_Assignment_
The records should be restated exactly from their first line through the line with "Dependencies tag set)" in it.

_Records excerpted from a collection_
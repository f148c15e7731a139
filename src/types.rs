//! Core types shared by every pipeline stage
//!
//! Tokens and sentences are produced by a [`LinguisticEngine`](crate::nlp::LinguisticEngine)
//! and are read-only to the pipeline. [`LearnableEntry`] is the aggregated
//! output unit and [`ExtractionConfig`] the single policy structure that
//! selects between context-sentence and definition extraction.

use serde::{Deserialize, Serialize};

/// Coarse part-of-speech category (Universal Dependencies tag set)
#[derive(Debug, Clone, Copy, PartialEq, Eq, Hash, Serialize, Deserialize)]
pub enum PosTag {
    Noun,
    ProperNoun,
    Verb,
    Auxiliary,
    Adjective,
    Adverb,
    Pronoun,
    Determiner,
    Preposition,
    Conjunction,
    Numeral,
    Particle,
    Interjection,
    Punctuation,
    Symbol,
    Other,
}

impl PosTag {
    /// Parse a Universal Dependencies / spaCy coarse tag (`NOUN`, `PROPN`, ...)
    pub fn from_ud(tag: &str) -> Self {
        match tag {
            "NOUN" => PosTag::Noun,
            "PROPN" => PosTag::ProperNoun,
            "VERB" => PosTag::Verb,
            "AUX" => PosTag::Auxiliary,
            "ADJ" => PosTag::Adjective,
            "ADV" => PosTag::Adverb,
            "PRON" => PosTag::Pronoun,
            "DET" => PosTag::Determiner,
            "ADP" => PosTag::Preposition,
            "CCONJ" | "CONJ" | "SCONJ" => PosTag::Conjunction,
            "NUM" => PosTag::Numeral,
            "PART" => PosTag::Particle,
            "INTJ" => PosTag::Interjection,
            "PUNCT" => PosTag::Punctuation,
            "SYM" => PosTag::Symbol,
            _ => PosTag::Other,
        }
    }

    /// The Universal Dependencies spelling of this tag
    pub fn as_ud(&self) -> &'static str {
        match self {
            PosTag::Noun => "NOUN",
            PosTag::ProperNoun => "PROPN",
            PosTag::Verb => "VERB",
            PosTag::Auxiliary => "AUX",
            PosTag::Adjective => "ADJ",
            PosTag::Adverb => "ADV",
            PosTag::Pronoun => "PRON",
            PosTag::Determiner => "DET",
            PosTag::Preposition => "ADP",
            PosTag::Conjunction => "CCONJ",
            PosTag::Numeral => "NUM",
            PosTag::Particle => "PART",
            PosTag::Interjection => "INTJ",
            PosTag::Punctuation => "PUNCT",
            PosTag::Symbol => "SYM",
            PosTag::Other => "X",
        }
    }
}

/// Dependency-grammar role of a token within its sentence
///
/// Only the roles the pipeline inspects get their own variant; every other
/// label is kept verbatim in [`DepRole::Other`].
#[derive(Debug, Clone, PartialEq, Eq, Hash, Serialize, Deserialize)]
pub enum DepRole {
    /// `nsubj`
    NominalSubject,
    /// `ROOT`
    Root,
    Other(String),
}

impl DepRole {
    pub fn from_label(label: &str) -> Self {
        match label {
            "nsubj" => DepRole::NominalSubject,
            "ROOT" | "root" => DepRole::Root,
            other => DepRole::Other(other.to_string()),
        }
    }

    pub fn as_label(&self) -> &str {
        match self {
            DepRole::NominalSubject => "nsubj",
            DepRole::Root => "ROOT",
            DepRole::Other(label) => label,
        }
    }
}

impl Default for DepRole {
    fn default() -> Self {
        DepRole::Other(String::new())
    }
}

/// A single annotated token
#[derive(Debug, Clone, PartialEq)]
pub struct Token {
    /// Surface form as it appears in the text
    pub text: String,
    /// Base form, not yet lowercased
    pub lemma: String,
    /// Coarse part-of-speech category
    pub pos: PosTag,
    /// Fine-grained morphological tag (Penn Treebank, e.g. `NNS`, `VBD`)
    pub tag: String,
    /// Dependency role
    pub dep: DepRole,
    /// Byte offset of the token start in the document text
    pub start: usize,
    /// Byte offset of the token end in the document text
    pub end: usize,
    /// Index of the sentence containing this token
    pub sentence_idx: usize,
    /// Index of the token in the document
    pub token_idx: usize,
    pub is_stopword: bool,
    pub is_punct: bool,
}

impl Token {
    /// Create a token with an empty fine tag, an unlabelled dependency role
    /// and no stop-word or punctuation flags
    pub fn new(
        text: impl Into<String>,
        lemma: impl Into<String>,
        pos: PosTag,
        start: usize,
        end: usize,
        sentence_idx: usize,
        token_idx: usize,
    ) -> Self {
        Self {
            text: text.into(),
            lemma: lemma.into(),
            pos,
            tag: String::new(),
            dep: DepRole::default(),
            start,
            end,
            sentence_idx,
            token_idx,
            is_stopword: false,
            is_punct: pos == PosTag::Punctuation,
        }
    }

    pub fn with_tag(mut self, tag: impl Into<String>) -> Self {
        self.tag = tag.into();
        self
    }

    pub fn with_dep(mut self, dep: DepRole) -> Self {
        self.dep = dep;
        self
    }

    pub fn with_stopword(mut self, is_stopword: bool) -> Self {
        self.is_stopword = is_stopword;
        self
    }

    pub fn with_punct(mut self, is_punct: bool) -> Self {
        self.is_punct = is_punct;
        self
    }

    /// Lowercased lemma, the aggregation key
    pub fn key(&self) -> String {
        self.lemma.to_lowercase()
    }
}

/// An ordered run of tokens plus the text it covers
#[derive(Debug, Clone, PartialEq)]
pub struct Sentence {
    /// Original substring covered by the sentence (untrimmed)
    pub text: String,
    /// Byte offset of the sentence start
    pub start: usize,
    /// Byte offset of the sentence end
    pub end: usize,
    pub tokens: Vec<Token>,
}

impl Sentence {
    pub fn new(text: impl Into<String>, start: usize, end: usize, tokens: Vec<Token>) -> Self {
        Self {
            text: text.into(),
            start,
            end,
            tokens,
        }
    }

    /// Sentence text with surrounding whitespace removed
    pub fn trimmed(&self) -> &str {
        self.text.trim()
    }

    pub fn is_empty(&self) -> bool {
        self.tokens.is_empty()
    }

    pub fn len(&self) -> usize {
        self.tokens.len()
    }
}

/// An analyzed document: the raw text segmented into sentences
#[derive(Debug, Clone, Default, PartialEq)]
pub struct Document {
    pub text: String,
    pub sentences: Vec<Sentence>,
}

impl Document {
    pub fn new(text: impl Into<String>, sentences: Vec<Sentence>) -> Self {
        Self {
            text: text.into(),
            sentences,
        }
    }

    pub fn num_tokens(&self) -> usize {
        self.sentences.iter().map(Sentence::len).sum()
    }

    pub fn tokens(&self) -> impl Iterator<Item = &Token> {
        self.sentences.iter().flat_map(|s| s.tokens.iter())
    }
}

/// One aggregated vocabulary entry, keyed by lowercase lemma
///
/// Serialized field names are part of the host contract.
#[derive(Debug, Clone, PartialEq, Serialize, Deserialize)]
pub struct LearnableEntry {
    #[serde(rename = "WordOrPhrase")]
    pub word_or_phrase: String,
    /// A trimmed sentence, or a marker-prefixed definition
    #[serde(rename = "ContextSentence")]
    pub context_sentence: String,
    /// Occurrence count (definition mode only)
    #[serde(rename = "Frequency", default, skip_serializing_if = "Option::is_none")]
    pub frequency: Option<u32>,
    /// Reserved for scoring (definition mode only, always 0.0)
    #[serde(rename = "Difficulty", default, skip_serializing_if = "Option::is_none")]
    pub difficulty: Option<f64>,
}

impl LearnableEntry {
    /// Entry carrying an example sentence
    pub fn with_context(word: impl Into<String>, sentence: impl Into<String>) -> Self {
        Self {
            word_or_phrase: word.into(),
            context_sentence: sentence.into(),
            frequency: None,
            difficulty: None,
        }
    }

    /// Entry carrying a definition, first sighting
    pub fn with_definition(word: impl Into<String>, definition: impl Into<String>) -> Self {
        Self {
            word_or_phrase: word.into(),
            context_sentence: definition.into(),
            frequency: Some(1),
            difficulty: Some(0.0),
        }
    }
}

/// How entries are enriched
#[derive(Debug, Clone, Copy, PartialEq, Eq, Default, Serialize, Deserialize)]
#[serde(rename_all = "snake_case")]
pub enum EnrichmentMode {
    /// Keep the longest qualifying sentence per lemma
    #[default]
    ContextSentence,
    /// Attach the first-ranked dictionary sense, count occurrences
    Definition,
}

/// Default prefix put in front of definition text
pub const DEFAULT_DEFINITION_MARKER: &str = "📖 ";

/// Extraction policy
#[derive(Debug, Clone, PartialEq)]
pub struct ExtractionConfig {
    /// Enrichment strategy
    pub enrichment: EnrichmentMode,
    /// Whether PROPN tokens are eligible
    pub include_proper_nouns: bool,
    /// Only take context from sentences with a subject and a root verb
    pub require_subject_verb: bool,
    /// Only accept lemmas made of ASCII letters
    pub ascii_only: bool,
    /// Minimum lemma length in characters (`None` disables the check)
    pub min_lemma_length: Option<usize>,
    /// Prefix for definition entries
    pub definition_marker: String,
    /// Stop words applied on top of the engine's own flag
    pub extra_stopwords: Vec<String>,
}

impl Default for ExtractionConfig {
    fn default() -> Self {
        Self::context_sentences()
    }
}

impl ExtractionConfig {
    /// Example-sentence extraction: proper nouns allowed, sentences must
    /// have a subject and a root verb, no purity or length filter
    pub fn context_sentences() -> Self {
        Self {
            enrichment: EnrichmentMode::ContextSentence,
            include_proper_nouns: true,
            require_subject_verb: true,
            ascii_only: false,
            min_lemma_length: None,
            definition_marker: DEFAULT_DEFINITION_MARKER.to_string(),
            extra_stopwords: Vec::new(),
        }
    }

    /// Definition extraction: no proper nouns, ASCII-alphabetic lemmas of
    /// at least three characters, every sentence accepted
    pub fn definitions() -> Self {
        Self {
            enrichment: EnrichmentMode::Definition,
            include_proper_nouns: false,
            require_subject_verb: false,
            ascii_only: true,
            min_lemma_length: Some(3),
            definition_marker: DEFAULT_DEFINITION_MARKER.to_string(),
            extra_stopwords: Vec::new(),
        }
    }

    pub fn with_enrichment(mut self, enrichment: EnrichmentMode) -> Self {
        self.enrichment = enrichment;
        self
    }

    pub fn with_proper_nouns(mut self, include: bool) -> Self {
        self.include_proper_nouns = include;
        self
    }

    pub fn with_subject_verb(mut self, require: bool) -> Self {
        self.require_subject_verb = require;
        self
    }

    pub fn with_ascii_only(mut self, ascii_only: bool) -> Self {
        self.ascii_only = ascii_only;
        self
    }

    pub fn with_min_lemma_length(mut self, min: Option<usize>) -> Self {
        self.min_lemma_length = min;
        self
    }

    pub fn with_definition_marker(mut self, marker: impl Into<String>) -> Self {
        self.definition_marker = marker.into();
        self
    }

    pub fn with_extra_stopwords(mut self, words: &[&str]) -> Self {
        self.extra_stopwords = words.iter().map(|w| w.to_string()).collect();
        self
    }

    /// Coarse categories eligible for extraction
    pub fn eligible_pos(&self) -> &'static [PosTag] {
        if self.include_proper_nouns {
            &[PosTag::Noun, PosTag::ProperNoun, PosTag::Verb, PosTag::Adjective]
        } else {
            &[PosTag::Noun, PosTag::Verb, PosTag::Adjective]
        }
    }
}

_Answer space_
repository f148c15e7731a139
filename src/types.rs
//! Core types shared by every pipeline stage
//!
//! Tokens and sentences are produced by a [`LinguisticEngine`](crate::nlp::LinguisticEngine)
//! and are read-only to the pipeline. [`LearnableEntry`] is the aggregated
//! output unit and [`ExtractionConfig`] the single policy structure that
//! selects between context-sentence and definition extraction.

use serde::{Deserialize, Serialize};

/// Coarse part-of-speech category (Universal Dependencies tag set)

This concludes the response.